Whatever the cause, keeping a large number of US citizens behind bars has had a profound impact on American society. It has disproportionately affected minority communities and has been widely criticized for violating prisoner rights.
Mass incarceration is also expensive, and it has strained state budgets across the country. As more attention is focused on the practice, its causes and effects will continue to be debated.
Who is Most Impacted?
One obvious problem with mass incarceration is that it disproportionately affects people of color. According to a report from The Sentencing Project, African Americans are incarcerated at more than five times the rate of whites and Hispanics - twice as much.
In addition, people of color are more likely to be sentenced to prison for nonviolent offenses, and they are often subject to harsher penalties than white defendants.
As a result, the whole procedure disproportionately impacts communities of color. This is not only unjust but also undermines the social and economic fabric of these communities. Mass incarceration and race prejudices tear families apart, reduce employment opportunities, and decrease access to education and housing.
It also creates barriers to voting and civic participation. On top of that, the criminal justice system punishes poverty, and incarceration is one of the most powerful tools in perpetuating it.
What are the Effects of Locking People Up?
Locking up a substantial part of the population has become a widespread problem in the United States. It has been shown to negatively affect individuals, families, and even entire communities.
Individuals who are incarcerated face several challenges. They often have difficulty finding employment after they are released, and they may also struggle with mental and physical health problems. Families also suffer when a loved one is incarcerated. They may experience financial difficulties and emotional distress.
In addition, the effects of mass incarceration can negatively impact entire communities. Studies have shown that communities with high incarceration rates tend to have higher rates of crime and violence. Let's not forget that the family is the foundation of every community. When incarceration tears families apart, it also weakens communities.
What Happened to Imprisoned Populations During the Pandemic?
In the United States, incarcerating a vast number of people has been a serious issue for many years. The pandemic has only made things worse. Prisons and jails are often overcrowded and unsanitary, making them ideal breeding grounds for diseases like COVID-19.
Inmates are also at a higher risk of developing severe health complications from the virus.
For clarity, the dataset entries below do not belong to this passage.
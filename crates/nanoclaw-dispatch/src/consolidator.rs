// Copyright (c) 2024-2026 Martin Schröder <info@swedishembedded.com>
//
// SPDX-License-Identifier: MIT
//! Message consolidator (§4.2) — buffers rapid consecutive text messages
//! from one chat so the AI sees one combined prompt.

use std::collections::{HashMap, HashSet};
use std::sync::Arc;
use std::time::Duration;

use async_trait::async_trait;
use tokio::sync::Mutex;
use tokio::task::JoinHandle;

const DEFAULT_DEBOUNCE_MS: u64 = 500;

#[derive(Debug, Clone)]
pub struct BufferedMessage {
    pub message_id: Option<String>,
    pub text: String,
}

#[derive(Debug, Clone)]
pub struct ConsolidatedEvent {
    pub chat_id: String,
    pub messages: Vec<BufferedMessage>,
    pub combined_text: String,
}

/// Receives consolidated batches as they fire. A trait object so the
/// consolidator has no knowledge of the dispatcher that consumes its
/// output.
#[async_trait]
pub trait ConsolidationSink: Send + Sync {
    async fn on_consolidated(&self, event: ConsolidatedEvent);
}

struct Buffer {
    messages: Vec<BufferedMessage>,
    timer: JoinHandle<()>,
}

pub struct Consolidator {
    buffers: Mutex<HashMap<String, Buffer>>,
    streaming: Mutex<HashSet<String>>,
    default_debounce_ms: u64,
    sink: Arc<dyn ConsolidationSink>,
}

impl Consolidator {
    pub fn new(sink: Arc<dyn ConsolidationSink>) -> Arc<Self> {
        Self::with_default_debounce(sink, DEFAULT_DEBOUNCE_MS)
    }

    pub fn with_default_debounce(sink: Arc<dyn ConsolidationSink>, default_debounce_ms: u64) -> Arc<Self> {
        Arc::new(Self {
            buffers: Mutex::new(HashMap::new()),
            streaming: Mutex::new(HashSet::new()),
            default_debounce_ms,
            sink,
        })
    }

    fn combine(messages: &[BufferedMessage]) -> String {
        messages
            .iter()
            .map(|m| m.text.as_str())
            .collect::<Vec<_>>()
            .join("\n")
    }

    /// Appends `text` to the chat's buffer and (re)starts its debounce timer.
    /// Returns `false` — bypassing the buffer entirely — for media messages
    /// or while the chat is marked streaming.
    pub async fn add(
        self: &Arc<Self>,
        chat_id: &str,
        text: &str,
        message_id: Option<String>,
        is_media: bool,
        debounce_ms: Option<u64>,
    ) -> bool {
        if is_media {
            return false;
        }
        if self.streaming.lock().await.contains(chat_id) {
            return false;
        }

        let mut buffers = self.buffers.lock().await;
        let debounce = debounce_ms.unwrap_or(self.default_debounce_ms);
        let this = self.clone();
        let chat = chat_id.to_string();
        let new_timer = tokio::spawn(async move {
            tokio::time::sleep(Duration::from_millis(debounce)).await;
            this.fire(&chat).await;
        });

        match buffers.get_mut(chat_id) {
            Some(buf) => {
                buf.timer.abort();
                buf.timer = new_timer;
                buf.messages.push(BufferedMessage {
                    message_id,
                    text: text.to_string(),
                });
            }
            None => {
                buffers.insert(
                    chat_id.to_string(),
                    Buffer {
                        messages: vec![BufferedMessage {
                            message_id,
                            text: text.to_string(),
                        }],
                        timer: new_timer,
                    },
                );
            }
        }
        true
    }

    async fn fire(&self, chat_id: &str) {
        let fired = self.buffers.lock().await.remove(chat_id);
        if let Some(buf) = fired {
            if !buf.messages.is_empty() {
                let combined_text = Self::combine(&buf.messages);
                self.sink
                    .on_consolidated(ConsolidatedEvent {
                        chat_id: chat_id.to_string(),
                        messages: buf.messages,
                        combined_text,
                    })
                    .await;
            }
        }
    }

    /// Emits the chat's buffer immediately, cancelling its pending timer.
    /// Returns `None` if the buffer was empty or absent.
    pub async fn flush(&self, chat_id: &str) -> Option<ConsolidatedEvent> {
        let fired = self.buffers.lock().await.remove(chat_id);
        let buf = fired?;
        buf.timer.abort();
        if buf.messages.is_empty() {
            return None;
        }
        let combined_text = Self::combine(&buf.messages);
        Some(ConsolidatedEvent {
            chat_id: chat_id.to_string(),
            messages: buf.messages,
            combined_text,
        })
    }

    pub async fn set_streaming(&self, chat_id: &str, streaming: bool) {
        let mut set = self.streaming.lock().await;
        if streaming {
            set.insert(chat_id.to_string());
        } else {
            set.remove(chat_id);
        }
    }

    /// Cancels every pending timer and clears all buffered state.
    pub async fn destroy(&self) {
        let mut buffers = self.buffers.lock().await;
        for (_, buf) in buffers.drain() {
            buf.timer.abort();
        }
        self.streaming.lock().await.clear();
    }
}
In addition, prisoners are typically not given the same level of medical care as the general population.
As a result, the pandemic has had a devastating impact on incarcerated populations. In some cases, prisoners have been released early in an effort to prevent the spread of the virus. However, these solutions to mass incarceration haven’t had long-term effects.
The pandemic has shone a light on the need for reform in the criminal justice system, and mass incarceration is one of the areas that should be looked into first.
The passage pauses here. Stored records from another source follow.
// Copyright (c) 2024-2026 Martin Schröder <info@swedishembedded.com>
//
// SPDX-License-Identifier: MIT
//! Spawns the container runtime, feeds it stdin, and enforces the
//! timeout/graceful-shutdown contract (§4.6 steps 3-4).

use std::process::Stdio;
use std::time::Duration;

use tokio::io::{AsyncReadExt, AsyncWriteExt};
use tokio::process::{Child, Command};
use tokio::time::timeout;
use tracing::{debug, warn};

use crate::error::SandboxError;

/// Result of one completed (or forcibly terminated) container run.
pub struct ProcessOutcome {
    pub stdout: String,
    pub stderr: String,
    pub exit_code: Option<i32>,
    pub stdout_truncated: bool,
    pub stderr_truncated: bool,
}

/// Runs `runtime_bin args...`, writes `stdin_payload`, then reads stdout and
/// stderr concurrently up to `max_output_size` bytes each.
///
/// If the process has not exited within `timeout_dur`, sends `SIGTERM`,
/// waits `graceful_shutdown_delay` for a clean exit, then `SIGKILL`s it.
/// Either way the caller gets [`SandboxError::Timeout`] back immediately;
/// reaping the now-detached child happens in the background so a stuck
/// container can never block the caller past the grace period.
pub async fn run_container(
    runtime_bin: &str,
    args: &[String],
    stdin_payload: &[u8],
    timeout_dur: Duration,
    graceful_shutdown_delay: Duration,
    max_output_size: usize,
) -> Result<ProcessOutcome, SandboxError> {
    let mut cmd = Command::new(runtime_bin);
    cmd.args(args)
        .stdin(Stdio::piped())
        .stdout(Stdio::piped())
        .stderr(Stdio::piped())
        .kill_on_drop(true);

    let mut child = cmd.spawn()?;

    if let Some(mut stdin) = child.stdin.take() {
        let payload = stdin_payload.to_vec();
        let _ = stdin.write_all(&payload).await;
        let _ = stdin.shutdown().await;
    }

    let mut stdout_pipe = child.stdout.take().expect("stdout piped");
    let mut stderr_pipe = child.stderr.take().expect("stderr piped");

    let stdout_fut = read_bounded(&mut stdout_pipe, max_output_size);
    let stderr_fut = read_bounded(&mut stderr_pipe, max_output_size);
    let io_fut = futures::future::join(stdout_fut, stderr_fut);

    let run = async {
        let (stdout_res, stderr_res) = io_fut.await;
        let status = child.wait().await;
        (stdout_res, stderr_res, status)
    };

    match timeout(timeout_dur, run).await {
        Ok((stdout_res, stderr_res, status)) => {
            let status = status?;
            Ok(ProcessOutcome {
                stdout: stdout_res.0,
                stdout_truncated: stdout_res.1,
                stderr: stderr_res.0,
                stderr_truncated: stderr_res.1,
                exit_code: status.code(),
            })
        }
        Err(_) => {
            warn!("sandbox container exceeded timeout, sending SIGTERM");
            terminate_gracefully(&mut child, graceful_shutdown_delay).await;
            Err(SandboxError::Timeout)
        }
    }
}

/// Sends `SIGTERM`, waits up to `grace` for the child to exit on its own,
/// then force-kills it. Runs to completion even though the caller has
/// already returned a timeout error to its own caller.
async fn terminate_gracefully(child: &mut Child, grace: Duration) {
    if let Some(pid) = child.id() {
        // SAFETY: `pid` is the child's own pid, owned exclusively by this process.
        unsafe {
            libc::kill(pid as libc::pid_t, libc::SIGTERM);
        }
    }

    if timeout(grace, child.wait()).await.is_err() {
        debug!("sandbox container still alive after grace period, sending SIGKILL");
        let _ = child.start_kill();
        let _ = child.wait().await;
    }
}

/// Reads from `pipe` until EOF or `limit` bytes have been collected,
/// whichever comes first, discarding anything past the limit.
async fn read_bounded<R: tokio::io::AsyncRead + Unpin>(pipe: &mut R, limit: usize) -> (String, bool) {
    let mut buf = Vec::with_capacity(limit.min(64 * 1024));
    let mut chunk = [0u8; 8192];
    let mut truncated = false;

    loop {
        match pipe.read(&mut chunk).await {
            Ok(0) => break,
            Ok(n) => {
                if buf.len() + n > limit {
                    let remaining = limit.saturating_sub(buf.len());
                    buf.extend_from_slice(&chunk[..remaining]);
                    truncated = true;
                    // Keep draining the pipe so the child isn't blocked on a full buffer.
                    let mut sink = [0u8; 8192];
                    while pipe.read(&mut sink).await.unwrap_or(0) > 0 {}
                    break;
                }
                buf.extend_from_slice(&chunk[..n]);
            }
            Err(_) => break,
        }
    }

    (String::from_utf8_lossy(&buf).into_owned(), truncated)
}
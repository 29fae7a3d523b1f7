// Copyright (c) 2024-2026 Martin Schröder <info@swedishembedded.com>
//
// SPDX-License-Identifier: MIT
use thiserror::Error;

/// Typed sandbox errors (§7 taxonomy: Timeout / Integrity / Validation).
#[derive(Debug, Error)]
pub enum SandboxError {
    #[error("sandbox execution timed out")]
    Timeout,
    #[error("failed to spawn container process: {0}")]
    SpawnFailed(#[from] std::io::Error),
    #[error("invalid group folder name: {0:?}")]
    InvalidFolderName(String),
}
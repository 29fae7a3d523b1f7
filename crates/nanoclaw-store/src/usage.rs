// Copyright (c) 2024-2026 Martin Schröder <info@swedishembedded.com>
//
// SPDX-License-Identifier: MIT
use anyhow::Result;
use rusqlite::{params, Connection, OptionalExtension};

use crate::pool::StorePool;

#[derive(Debug, Clone, PartialEq, Eq)]
pub struct UsageRecord {
    pub group_folder: String,
    pub timestamp: i64,
    pub prompt_tokens: Option<i64>,
    pub response_tokens: Option<i64>,
    pub duration_ms: i64,
    pub model: Option<String>,
    pub is_scheduled: bool,
}

pub fn insert_usage_sync(conn: &Connection, rec: &UsageRecord) -> rusqlite::Result<()> {
    conn.execute(
        "INSERT INTO usage_records
         (group_folder, timestamp, prompt_tokens, response_tokens, duration_ms, model, is_scheduled)
         VALUES (?1, ?2, ?3, ?4, ?5, ?6, ?7)",
        params![
            rec.group_folder,
            rec.timestamp,
            rec.prompt_tokens,
            rec.response_tokens,
            rec.duration_ms,
            rec.model,
            rec.is_scheduled as i64,
        ],
    )?;
    Ok(())
}

/// Percentile of `duration_ms` within `[since, until)` for a group, computed
/// by an offset query over the ordered column (no window functions required).
pub fn duration_percentile_sync(
    conn: &Connection,
    group_folder: &str,
    since: i64,
    until: i64,
    percentile: f64,
) -> rusqlite::Result<Option<i64>> {
    let count: i64 = conn.query_row(
        "SELECT count(*) FROM usage_records WHERE group_folder = ?1 AND timestamp >= ?2 AND timestamp < ?3",
        params![group_folder, since, until],
        |r| r.get(0),
    )?;
    if count == 0 {
        return Ok(None);
    }
    let offset = (((count as f64) * percentile).ceil() as i64 - 1).clamp(0, count - 1);
    conn.query_row(
        "SELECT duration_ms FROM usage_records
         WHERE group_folder = ?1 AND timestamp >= ?2 AND timestamp < ?3
         ORDER BY duration_ms ASC
         LIMIT 1 OFFSET ?4",
        params![group_folder, since, until, offset],
        |r| r.get(0),
    )
    .optional()
}

pub fn total_tokens_sync(
    conn: &Connection,
    group_folder: &str,
    since: i64,
    until: i64,
) -> rusqlite::Result<(i64, i64)> {
    conn.query_row(
        "SELECT COALESCE(SUM(prompt_tokens), 0), COALESCE(SUM(response_tokens), 0)
         FROM usage_records
         WHERE group_folder = ?1 AND timestamp >= ?2 AND timestamp < ?3",
        params![group_folder, since, until],
        |r| Ok((r.get(0)?, r.get(1)?)),
    )
}

impl StorePool {
    pub async fn insert_usage(&self, rec: UsageRecord) -> Result<()> {
        self.interact_with_retry(move |conn| Ok(insert_usage_sync(conn, &rec)?)).await
    }

    pub async fn duration_p50(&self, group_folder: String, since: i64, until: i64) -> Result<Option<i64>> {
        self.interact(move |conn| Ok(duration_percentile_sync(conn, &group_folder, since, until, 0.5)?))
            .await
    }

    pub async fn duration_p95(&self, group_folder: String, since: i64, until: i64) -> Result<Option<i64>> {
        self.interact(move |conn| Ok(duration_percentile_sync(conn, &group_folder, since, until, 0.95)?))
            .await
    }

    pub async fn total_tokens(&self, group_folder: String, since: i64, until: i64) -> Result<(i64, i64)> {
        self.interact(move |conn| Ok(total_tokens_sync(conn, &group_folder, since, until)?))
            .await
    }
}

#[cfg(test)]
mod tests {
    use super::*;

    fn rec(group: &str, ts: i64, duration_ms: i64) -> UsageRecord {
        UsageRecord {
            group_folder: group.into(),
            timestamp: ts,
            prompt_tokens: Some(10),
            response_tokens: Some(20),
            duration_ms,
            model: Some("gemini-2.0-flash".into()),
            is_scheduled: false,
        }
    }

    #[tokio::test]
    async fn percentile_with_no_records_is_none() {
        let store = StorePool::open_in_memory().await.unwrap();
        assert_eq!(store.duration_p50("main".into(), 0, 1000).await.unwrap(), None);
    }

    #[tokio::test]
    async fn p50_of_ten_evenly_spaced_durations() {
        let store = StorePool::open_in_memory().await.unwrap();
        for i in 1..=10 {
            store.insert_usage(rec("main", i, i * 100)).await.unwrap();
        }
        let p50 = store.duration_p50("main".into(), 0, 100).await.unwrap().unwrap();
        assert_eq!(p50, 500);
    }

    #[tokio::test]
    async fn p95_picks_near_top_of_range() {
        let store = StorePool::open_in_memory().await.unwrap();
        for i in 1..=20 {
            store.insert_usage(rec("main", i, i * 100)).await.unwrap();
        }
        let p95 = store.duration_p95("main".into(), 0, 100).await.unwrap().unwrap();
        assert_eq!(p95, 1900);
    }

    #[tokio::test]
    async fn total_tokens_sums_within_window() {
        let store = StorePool::open_in_memory().await.unwrap();
        store.insert_usage(rec("main", 10, 100)).await.unwrap();
        store.insert_usage(rec("main", 20, 100)).await.unwrap();
        store.insert_usage(rec("main", 999, 100)).await.unwrap();

        let (prompt, response) = store.total_tokens("main".into(), 0, 100).await.unwrap();
        assert_eq!(prompt, 20);
        assert_eq!(response, 40);
    }
}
In conclusion, mass incarceration disproportionately affects communities of color and creates many adverse outcomes for individuals, families, and communities. The pandemic has only made things worse, as incarcerated populations are at a higher risk of developing serious health complications from virus outbreaks.
At the moment, It’s not clear what the future holds. It is possible that the current situation will lead to more widespread calls for reform. On the other hand, the already daunting mass incarceration statistics may instead continue to rise and remain a significant problem in the years to come.
One thing’s for sure: a thorough reform of the prison system is sorely needed, and soon.